Every line containing the word "Sized" must be pulled from the records.

[Stored items]
------
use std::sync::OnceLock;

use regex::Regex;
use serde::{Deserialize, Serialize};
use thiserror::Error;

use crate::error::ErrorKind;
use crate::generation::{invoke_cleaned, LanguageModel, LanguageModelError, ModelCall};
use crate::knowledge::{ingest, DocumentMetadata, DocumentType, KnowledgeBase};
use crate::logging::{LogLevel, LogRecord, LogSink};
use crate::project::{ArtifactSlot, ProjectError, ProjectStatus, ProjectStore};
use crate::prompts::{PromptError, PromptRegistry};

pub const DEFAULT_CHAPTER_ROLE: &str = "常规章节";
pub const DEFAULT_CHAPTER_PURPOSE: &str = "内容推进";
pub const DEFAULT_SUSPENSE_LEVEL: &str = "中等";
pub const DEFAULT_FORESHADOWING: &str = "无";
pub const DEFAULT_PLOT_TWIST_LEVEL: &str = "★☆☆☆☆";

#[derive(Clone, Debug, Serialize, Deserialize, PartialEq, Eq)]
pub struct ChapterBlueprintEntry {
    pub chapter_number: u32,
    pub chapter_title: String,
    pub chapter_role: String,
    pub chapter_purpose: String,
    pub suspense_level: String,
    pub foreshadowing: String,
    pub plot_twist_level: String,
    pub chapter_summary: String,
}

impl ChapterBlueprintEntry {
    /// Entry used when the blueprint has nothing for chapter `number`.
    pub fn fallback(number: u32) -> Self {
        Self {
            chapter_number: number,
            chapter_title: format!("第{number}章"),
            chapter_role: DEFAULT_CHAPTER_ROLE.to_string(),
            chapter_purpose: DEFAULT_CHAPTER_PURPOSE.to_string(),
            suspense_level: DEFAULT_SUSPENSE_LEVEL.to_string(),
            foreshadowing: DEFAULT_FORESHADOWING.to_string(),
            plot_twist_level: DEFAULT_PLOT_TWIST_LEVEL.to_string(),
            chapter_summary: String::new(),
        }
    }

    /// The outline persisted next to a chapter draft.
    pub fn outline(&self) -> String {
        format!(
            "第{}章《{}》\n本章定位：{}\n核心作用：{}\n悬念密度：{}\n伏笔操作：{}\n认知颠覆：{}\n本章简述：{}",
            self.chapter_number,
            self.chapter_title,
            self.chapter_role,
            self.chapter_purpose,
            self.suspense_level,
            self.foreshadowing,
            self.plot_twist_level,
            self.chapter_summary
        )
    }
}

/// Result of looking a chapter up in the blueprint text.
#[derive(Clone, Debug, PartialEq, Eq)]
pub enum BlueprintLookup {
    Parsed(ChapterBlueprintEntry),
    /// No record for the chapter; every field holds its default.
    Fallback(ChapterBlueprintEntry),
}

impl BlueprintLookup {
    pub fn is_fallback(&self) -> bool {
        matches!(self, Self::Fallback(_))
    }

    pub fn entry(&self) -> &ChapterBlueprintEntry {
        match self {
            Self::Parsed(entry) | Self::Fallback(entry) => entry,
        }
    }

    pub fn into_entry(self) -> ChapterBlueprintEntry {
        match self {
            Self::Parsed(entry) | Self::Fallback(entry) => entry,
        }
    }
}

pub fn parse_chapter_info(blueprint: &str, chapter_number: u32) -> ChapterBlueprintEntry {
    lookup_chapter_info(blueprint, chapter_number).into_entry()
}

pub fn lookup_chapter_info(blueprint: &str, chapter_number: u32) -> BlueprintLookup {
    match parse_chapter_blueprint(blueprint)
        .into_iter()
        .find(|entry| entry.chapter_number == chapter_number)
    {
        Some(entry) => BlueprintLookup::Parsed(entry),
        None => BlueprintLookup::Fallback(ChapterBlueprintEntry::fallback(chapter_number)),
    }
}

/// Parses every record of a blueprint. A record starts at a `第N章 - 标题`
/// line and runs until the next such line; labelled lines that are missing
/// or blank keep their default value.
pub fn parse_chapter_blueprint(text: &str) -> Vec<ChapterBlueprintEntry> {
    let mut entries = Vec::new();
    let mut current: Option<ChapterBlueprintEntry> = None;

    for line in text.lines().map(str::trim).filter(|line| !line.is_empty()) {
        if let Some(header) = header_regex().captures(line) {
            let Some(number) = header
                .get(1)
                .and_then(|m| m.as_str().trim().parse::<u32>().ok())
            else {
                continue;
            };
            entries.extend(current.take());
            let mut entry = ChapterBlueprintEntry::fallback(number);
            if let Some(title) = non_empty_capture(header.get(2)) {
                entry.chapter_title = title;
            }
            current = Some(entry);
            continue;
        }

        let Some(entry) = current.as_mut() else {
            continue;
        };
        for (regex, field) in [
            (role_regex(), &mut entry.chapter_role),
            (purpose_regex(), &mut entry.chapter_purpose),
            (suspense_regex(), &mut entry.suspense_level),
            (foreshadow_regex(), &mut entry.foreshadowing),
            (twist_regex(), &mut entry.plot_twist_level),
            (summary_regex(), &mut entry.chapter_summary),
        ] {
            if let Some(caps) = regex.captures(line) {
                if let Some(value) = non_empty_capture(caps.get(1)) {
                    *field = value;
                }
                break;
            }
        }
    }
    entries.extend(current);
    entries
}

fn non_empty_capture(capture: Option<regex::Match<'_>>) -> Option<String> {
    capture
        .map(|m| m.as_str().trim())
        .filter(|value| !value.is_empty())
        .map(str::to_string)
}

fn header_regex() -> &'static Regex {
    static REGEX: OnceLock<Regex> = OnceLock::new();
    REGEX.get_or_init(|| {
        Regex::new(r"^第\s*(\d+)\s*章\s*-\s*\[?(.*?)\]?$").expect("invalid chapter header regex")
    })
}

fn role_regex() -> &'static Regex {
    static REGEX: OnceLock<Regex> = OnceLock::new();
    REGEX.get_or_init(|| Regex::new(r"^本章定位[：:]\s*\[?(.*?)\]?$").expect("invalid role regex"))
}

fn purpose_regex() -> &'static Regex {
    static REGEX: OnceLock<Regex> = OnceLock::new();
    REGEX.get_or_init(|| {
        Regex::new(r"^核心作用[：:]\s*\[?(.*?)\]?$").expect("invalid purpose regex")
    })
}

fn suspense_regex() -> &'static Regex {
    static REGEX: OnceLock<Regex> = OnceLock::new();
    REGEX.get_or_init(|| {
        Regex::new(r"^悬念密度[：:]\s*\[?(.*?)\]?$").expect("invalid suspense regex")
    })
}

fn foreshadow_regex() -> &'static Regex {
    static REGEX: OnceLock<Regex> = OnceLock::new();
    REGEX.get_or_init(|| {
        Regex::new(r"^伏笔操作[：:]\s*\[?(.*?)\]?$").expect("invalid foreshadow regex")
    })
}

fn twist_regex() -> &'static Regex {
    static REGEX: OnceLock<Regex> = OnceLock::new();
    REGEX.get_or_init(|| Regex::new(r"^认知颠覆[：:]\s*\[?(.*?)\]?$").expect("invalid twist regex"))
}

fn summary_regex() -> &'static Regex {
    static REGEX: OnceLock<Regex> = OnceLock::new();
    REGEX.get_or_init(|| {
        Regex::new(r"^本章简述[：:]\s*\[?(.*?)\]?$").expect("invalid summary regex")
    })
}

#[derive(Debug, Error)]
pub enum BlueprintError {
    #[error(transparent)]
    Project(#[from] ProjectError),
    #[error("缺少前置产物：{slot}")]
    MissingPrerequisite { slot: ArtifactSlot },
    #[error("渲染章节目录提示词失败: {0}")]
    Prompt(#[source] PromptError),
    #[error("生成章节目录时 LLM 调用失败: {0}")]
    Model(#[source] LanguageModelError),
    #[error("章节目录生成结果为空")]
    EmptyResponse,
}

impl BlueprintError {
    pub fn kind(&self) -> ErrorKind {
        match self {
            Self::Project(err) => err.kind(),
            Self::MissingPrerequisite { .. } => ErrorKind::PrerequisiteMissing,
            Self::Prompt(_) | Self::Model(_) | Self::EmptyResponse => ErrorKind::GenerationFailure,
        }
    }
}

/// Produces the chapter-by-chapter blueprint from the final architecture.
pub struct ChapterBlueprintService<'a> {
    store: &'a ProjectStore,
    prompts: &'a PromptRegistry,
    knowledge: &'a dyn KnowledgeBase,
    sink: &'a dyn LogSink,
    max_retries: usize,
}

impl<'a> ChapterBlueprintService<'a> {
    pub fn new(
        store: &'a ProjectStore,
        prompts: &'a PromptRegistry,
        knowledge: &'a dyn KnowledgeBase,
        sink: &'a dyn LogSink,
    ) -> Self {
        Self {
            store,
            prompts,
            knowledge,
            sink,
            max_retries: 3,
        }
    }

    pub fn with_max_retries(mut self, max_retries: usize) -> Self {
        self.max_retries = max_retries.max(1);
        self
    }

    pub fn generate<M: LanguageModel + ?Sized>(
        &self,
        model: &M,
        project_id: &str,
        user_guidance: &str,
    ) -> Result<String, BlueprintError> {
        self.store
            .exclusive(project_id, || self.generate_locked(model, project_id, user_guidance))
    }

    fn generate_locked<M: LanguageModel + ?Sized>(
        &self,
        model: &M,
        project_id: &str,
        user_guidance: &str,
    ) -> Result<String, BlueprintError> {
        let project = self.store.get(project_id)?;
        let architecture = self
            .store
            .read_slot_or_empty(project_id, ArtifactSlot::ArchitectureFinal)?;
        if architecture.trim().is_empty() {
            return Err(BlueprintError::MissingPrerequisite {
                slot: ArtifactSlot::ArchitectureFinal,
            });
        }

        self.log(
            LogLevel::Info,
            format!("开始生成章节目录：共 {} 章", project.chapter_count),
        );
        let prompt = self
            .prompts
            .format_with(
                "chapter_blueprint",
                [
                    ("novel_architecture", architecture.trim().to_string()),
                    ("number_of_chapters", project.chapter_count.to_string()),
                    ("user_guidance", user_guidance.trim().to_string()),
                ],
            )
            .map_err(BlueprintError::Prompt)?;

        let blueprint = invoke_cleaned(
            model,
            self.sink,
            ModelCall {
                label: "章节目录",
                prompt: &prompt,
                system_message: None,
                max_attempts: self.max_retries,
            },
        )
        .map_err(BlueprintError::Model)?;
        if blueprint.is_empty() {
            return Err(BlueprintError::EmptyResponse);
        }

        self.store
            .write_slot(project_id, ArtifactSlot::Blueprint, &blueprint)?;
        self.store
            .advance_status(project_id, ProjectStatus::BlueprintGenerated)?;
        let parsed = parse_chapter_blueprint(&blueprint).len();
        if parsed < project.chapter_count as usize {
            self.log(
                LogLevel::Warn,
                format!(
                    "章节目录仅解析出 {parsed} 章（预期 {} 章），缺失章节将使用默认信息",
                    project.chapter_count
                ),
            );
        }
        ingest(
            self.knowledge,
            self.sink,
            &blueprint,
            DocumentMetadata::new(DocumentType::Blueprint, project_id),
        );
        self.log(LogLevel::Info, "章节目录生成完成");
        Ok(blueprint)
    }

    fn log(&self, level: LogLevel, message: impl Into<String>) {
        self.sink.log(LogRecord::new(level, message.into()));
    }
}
------
● **Result**
    pub fn generate<M: LanguageModel + ?Sized>(
    fn generate_locked<M: LanguageModel + ?Sized>(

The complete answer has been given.